2011-01-09 16:53:31 

MMC Norilsk Nickel (“Norilsk Nickel”) December 2011 Board Meetings Outcomes

Independent Non-executive Directors’ Blog January 2011

Re : MMC Norilsk Nickel (“Norilsk Nickel”) December 2011 Board Meetings

 

Dear Shareholders,

                Norilsk Nickel held two board meetings in December - on December 16th and again on December 28th.  The primary topics of discussion at these board meetings were:

  1. Proposed sale of shareholding in OGK-3
  2. Proposal of Norilsk Nickel to buy the Rusal shareholding in Norilsk Nickel
  3. Long Term Shareholder Value Program (Share-buybacks)..
  4. Preliminary review of the long term production strategy for the company.
  5. Review and approval of the 2011 budget.

 1) As many of you know, OGK-3 is the majority owned power production subsidiary of Norilsk Nickel that was purchased a number of years ago during the privatisation of state owned power assets. This investment has not performed particularly well, especially in the post 2008 climate of reduced demand for power generation in Russia. As a consequence of this, and the lack of any operational synergies with our core mining assets, OGK-3 was deemed a non-core asset and buyers have been sought that would be willing to purchase the asset.  After some time, a bid emerged for OGK-3 from InterRAO as part of a relatively complex consolidation project that involves existing public and private power production, generation and sales. This project, fully endorsed by the Russian Government, would create a new, partially state owned large integrated power producer that would be competitive with other large Integrated Power Producers in Europe and elsewhere. 

The bid was an all stock share exchange offer with Norilsk Nickel receiving “New InterRAO” shares in exchange for the company’s shareholdings in OGK-3.  In the absence of any other bid, due diligence and documentation was started by both parties.  Late in the process, as it neared completion, a second, cash proposal to acquire the company was received from Eurosibenergo, a company associated with Rusal. Both the existing proposal and the new proposal were reviewed at the December 16th meeting of the Board and instructions given to management to attempt to resolve various issues with both bids and present them by the December 28th meeting. 
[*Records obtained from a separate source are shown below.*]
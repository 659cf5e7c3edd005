//! touchstick - multi-touch virtual joysticks
//!
//! Turns per-frame touch lists into joystick directions, with each physical
//! finger latched by at most one joystick and tap counts tracked per joystick.
//!
//! ```
//! use glam::Vec2;
//! use touchstick::config::JoystickConfig;
//! use touchstick::input::{Rect, TouchFrame, TouchPhase, TouchSample};
//! use touchstick::input::joystick::JoystickRegistry;
//!
//! let mut registry = JoystickRegistry::new();
//! let id = registry
//!     .add(&JoystickConfig::pad("move", Rect::new(0.0, 0.0, 200.0, 200.0)))
//!     .unwrap();
//!
//! let down = TouchFrame::new(vec![TouchSample::new(1, Vec2::new(100.0, 100.0), TouchPhase::Began)]);
//! registry.tick(&down, 1.0 / 60.0);
//! let moved = TouchFrame::new(vec![TouchSample::new(1, Vec2::new(150.0, 100.0), TouchPhase::Moved)]);
//! registry.tick(&moved, 1.0 / 60.0);
//!
//! let joystick = registry.get(id).unwrap();
//! assert!(joystick.is_activated());
//! assert_eq!(joystick.position(), Vec2::new(0.5, 0.0));
//! ```

pub mod config;
pub mod fire;
pub mod input;
pub mod replay;

pub use config::{AppConfig, ConfigError, JoystickConfig};
pub use fire::{FireInput, FireTrigger};
pub use input::joystick::{JoystickController, JoystickId, JoystickMode, JoystickRegistry};
pub use input::{FingerId, Rect, TouchFrame, TouchPhase, TouchSample};
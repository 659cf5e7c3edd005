//! Screen-space rectangles for touch zones and joystick graphics

use glam::Vec2;
use serde::{Deserialize, Serialize};

/// Axis-aligned rectangle in screen pixels
///
/// `contains` is inclusive on the min edge and exclusive on the max edge, so
/// two zones sharing an edge never both report a hit.
#[derive(Debug, Clone, Copy, PartialEq, Default, Serialize, Deserialize)]
pub struct Rect {
    pub x: f32,
    pub y: f32,
    pub width: f32,
    pub height: f32,
}

impl Rect {
    pub const fn new(x: f32, y: f32, width: f32, height: f32) -> Self {
        Self { x, y, width, height }
    }

    pub fn min(&self) -> Vec2 {
        Vec2::new(self.x, self.y)
    }

    pub fn max(&self) -> Vec2 {
        Vec2::new(self.x + self.width, self.y + self.height)
    }

    pub fn size(&self) -> Vec2 {
        Vec2::new(self.width, self.height)
    }

    pub fn half_extent(&self) -> Vec2 {
        self.size() * 0.5
    }

    pub fn center(&self) -> Vec2 {
        self.min() + self.half_extent()
    }

    pub fn contains(&self, point: Vec2) -> bool {
        let min = self.min();
        let max = self.max();
        point.x >= min.x && point.x < max.x && point.y >= min.y && point.y < max.y
    }

    /// Same size, origin moved to `origin`
    pub fn with_origin(&self, origin: Vec2) -> Self {
        Self::new(origin.x, origin.y, self.width, self.height)
    }

    /// Both dimensions strictly positive and every field finite
    pub fn is_valid(&self) -> bool {
        [self.x, self.y, self.width, self.height].iter().all(|v| v.is_finite())
            && self.width > 0.0
            && self.height > 0.0
    }
}
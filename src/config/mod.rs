//! Configuration management for touchstick
//!
//! Handles loading, parsing and validation of YAML joystick layouts.

mod error;

use anyhow::{Context, Result};
use serde::{Deserialize, Serialize};
use std::collections::HashSet;
use std::fs;
use std::path::Path;

pub use error::ConfigError;

use crate::input::geometry::Rect;
use crate::input::joystick::{JoystickMode, DEFAULT_TAP_TIME_DELTA};

/// Root configuration structure
#[derive(Debug, Clone, Deserialize, Serialize)]
pub struct AppConfig {
    pub joysticks: Vec<JoystickConfig>,
    #[serde(skip_serializing_if = "Option::is_none")]
    pub fire: Option<FireConfig>,
}

/// Static configuration of one virtual joystick
#[derive(Debug, Clone, Deserialize, Serialize)]
pub struct JoystickConfig {
    pub name: String,
    #[serde(default = "default_mode")]
    pub mode: JoystickMode,
    /// Hit region in screen pixels (pad mode)
    #[serde(skip_serializing_if = "Option::is_none")]
    pub touch_zone: Option<Rect>,
    /// Graphic placement in screen pixels; the hit region for fixed mode
    #[serde(skip_serializing_if = "Option::is_none")]
    pub graphic: Option<Rect>,
    #[serde(default)]
    pub dead_zone: f32,
    #[serde(default)]
    pub normalize: bool,
    #[serde(default = "default_tap_time_delta")]
    pub tap_time_delta: f32,
}

/// Fire trigger configuration
#[derive(Debug, Clone, Deserialize, Serialize)]
pub struct FireConfig {
    /// Joystick whose latch fires; the fallback button is used when absent
    #[serde(skip_serializing_if = "Option::is_none")]
    pub joystick: Option<String>,
    #[serde(default = "default_fire_delay")]
    pub fire_delay: f32,
}

impl AppConfig {
    /// Load configuration from file with validation
    pub fn load(path: impl AsRef<Path>) -> Result<Self> {
        let path = path.as_ref();
        let contents = fs::read_to_string(path)
            .with_context(|| format!("Failed to read config file: {}", path.display()))?;

        Self::from_yaml_str(&contents)
            .with_context(|| format!("Invalid config file: {}", path.display()))
    }

    /// Parse and validate a YAML document
    pub fn from_yaml_str(contents: &str) -> Result<Self> {
        let config: AppConfig =
            serde_yaml::from_str(contents).context("Failed to parse YAML config")?;

        config.validate()?;

        Ok(config)
    }

    /// Save configuration to file
    pub fn save(&self, path: impl AsRef<Path>) -> Result<()> {
        let path = path.as_ref();
        let yaml = serde_yaml::to_string(self).context("Failed to serialize config to YAML")?;

        fs::write(path, yaml)
            .with_context(|| format!("Failed to write config file: {}", path.display()))?;

        Ok(())
    }

    /// Validate configuration for correctness and consistency
    pub fn validate(&self) -> Result<(), ConfigError> {
        if self.joysticks.is_empty() {
            return Err(ConfigError::NoJoysticks);
        }

        let mut names = HashSet::new();
        for joystick in &self.joysticks {
            joystick.validate()?;
            if !names.insert(joystick.name.as_str()) {
                return Err(ConfigError::DuplicateName(joystick.name.clone()));
            }
        }

        if let Some(fire) = &self.fire {
            if !fire.fire_delay.is_finite() || fire.fire_delay < 0.0 {
                return Err(ConfigError::InvalidFireDelay(fire.fire_delay));
            }
            if let Some(name) = &fire.joystick {
                if !names.contains(name.as_str()) {
                    return Err(ConfigError::UnknownFireJoystick(name.clone()));
                }
            }
        }

        Ok(())
    }
}

impl JoystickConfig {
    /// Pad joystick covering `zone`
    pub fn pad(name: impl Into<String>, zone: Rect) -> Self {
        Self {
            name: name.into(),
            mode: JoystickMode::Pad,
            touch_zone: Some(zone),
            graphic: None,
            dead_zone: 0.0,
            normalize: false,
            tap_time_delta: DEFAULT_TAP_TIME_DELTA,
        }
    }

    /// Fixed joystick whose graphic sits at `graphic`
    pub fn fixed(name: impl Into<String>, graphic: Rect) -> Self {
        Self {
            name: name.into(),
            mode: JoystickMode::Fixed,
            touch_zone: None,
            graphic: Some(graphic),
            dead_zone: 0.0,
            normalize: false,
            tap_time_delta: DEFAULT_TAP_TIME_DELTA,
        }
    }

    pub fn with_dead_zone(mut self, dead_zone: f32) -> Self {
        self.dead_zone = dead_zone;
        self
    }

    pub fn with_normalize(mut self, normalize: bool) -> Self {
        self.normalize = normalize;
        self
    }

    /// Hit region: the touch zone for pads, the graphic for fixed joysticks,
    /// each falling back to the other
    ///
    /// A pad with both rects set uses `touch_zone`; the graphic only places the drawing.
    pub fn resolved_zone(&self) -> Result<Rect, ConfigError> {
        let zone = match self.mode {
            JoystickMode::Pad => self.touch_zone.or(self.graphic),
            JoystickMode::Fixed => self.graphic.or(self.touch_zone),
        };
        zone.ok_or_else(|| ConfigError::MissingZone {
            joystick: self.name.clone(),
            mode: self.mode,
        })
    }

    /// Default rect of the graphic, falling back to the touch zone
    pub fn resolved_graphic(&self) -> Result<Rect, ConfigError> {
        self.graphic
            .or(self.touch_zone)
            .ok_or_else(|| ConfigError::MissingZone {
                joystick: self.name.clone(),
                mode: self.mode,
            })
    }

    pub fn validate(&self) -> Result<(), ConfigError> {
        if self.name.trim().is_empty() {
            return Err(ConfigError::EmptyName);
        }

        for (field, rect) in [("touch_zone", &self.touch_zone), ("graphic", &self.graphic)] {
            if let Some(rect) = rect {
                if !rect.is_valid() {
                    return Err(ConfigError::InvalidRect {
                        joystick: self.name.clone(),
                        field,
                    });
                }
            }
        }
        self.resolved_zone()?;

        if !self.dead_zone.is_finite() || !(0.0..1.0).contains(&self.dead_zone) {
            return Err(ConfigError::InvalidDeadZone {
                joystick: self.name.clone(),
                value: self.dead_zone,
            });
        }

        if !self.tap_time_delta.is_finite() || self.tap_time_delta < 0.0 {
            return Err(ConfigError::InvalidTapTimeDelta {
                joystick: self.name.clone(),
                value: self.tap_time_delta,
            });
        }

        Ok(())
    }
}

// Default value functions
fn default_mode() -> JoystickMode { JoystickMode::Pad }
fn default_tap_time_delta() -> f32 { DEFAULT_TAP_TIME_DELTA }
fn default_fire_delay() -> f32 { crate::fire::DEFAULT_FIRE_DELAY }
//! Paired satellite/map data pipeline and PatchGAN discriminator for image-to-image GAN training.
//!
//! - [`transforms`]: paired geometric/normalization pipeline and satellite-only colour jitter
//! - [`corpus`]: raw paired corpus and the providers that fetch it
//! - [`dataset`]: per-split paired samples
//! - [`splits`]: split specification and range resolution
//! - [`loader`]: batched, prefetching, multi-worker iteration
//! - [`datamodule`]: fetch, split and serve loaders
//! - [`discriminator`]: PatchGAN discriminator builder

pub mod config;
pub mod corpus;
pub mod datamodule;
pub mod dataset;
pub mod discriminator;
pub mod error;
pub mod loader;
pub mod splits;
pub mod transforms;

pub use config::{DataConfig, DiscriminatorConfig, TransformConfig};
pub use corpus::{
    AutoProvider, CorpusProvider, CorpusSource, DiskCorpus, HubProvider, InMemoryCorpus,
    InMemoryProvider, LocalProvider, RawCorpus, RawPair, SharedCorpus,
};
pub use datamodule::{MagMapDataModule, Split};
pub use dataset::PairedDataset;
pub use discriminator::{ConvBlock, Discriminator, DiscriminatorSpec, LayerSpec};
pub use error::{ArchitectureError, ConfigError, CorpusError, DataError, DataResult, TransformError};
pub use loader::{BatchIter, DataLoader, LoaderConfig, PairBatch};
pub use splits::{SplitRanges, SplitSpec, SplitUnit};
pub use transforms::{build_transform, ColorPipeline, PairParams, PairTransform};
This work resulted in an improved, perfected bid from InterRAO  and, while the Eurosibenergo bid was also improved there were a number of issues and preconditions with this bid that raised significant concerns about completion. Based on these issues and the inflexibility of the time lines associated with the InterRAO process, the majority of the Board determined that the InterRAO offer provided the most value with the least risk and approved this transaction.

This is the second major non-core asset disposal of Norilsk this year and continues the process of the company focussing on its core mining and metal processing assets.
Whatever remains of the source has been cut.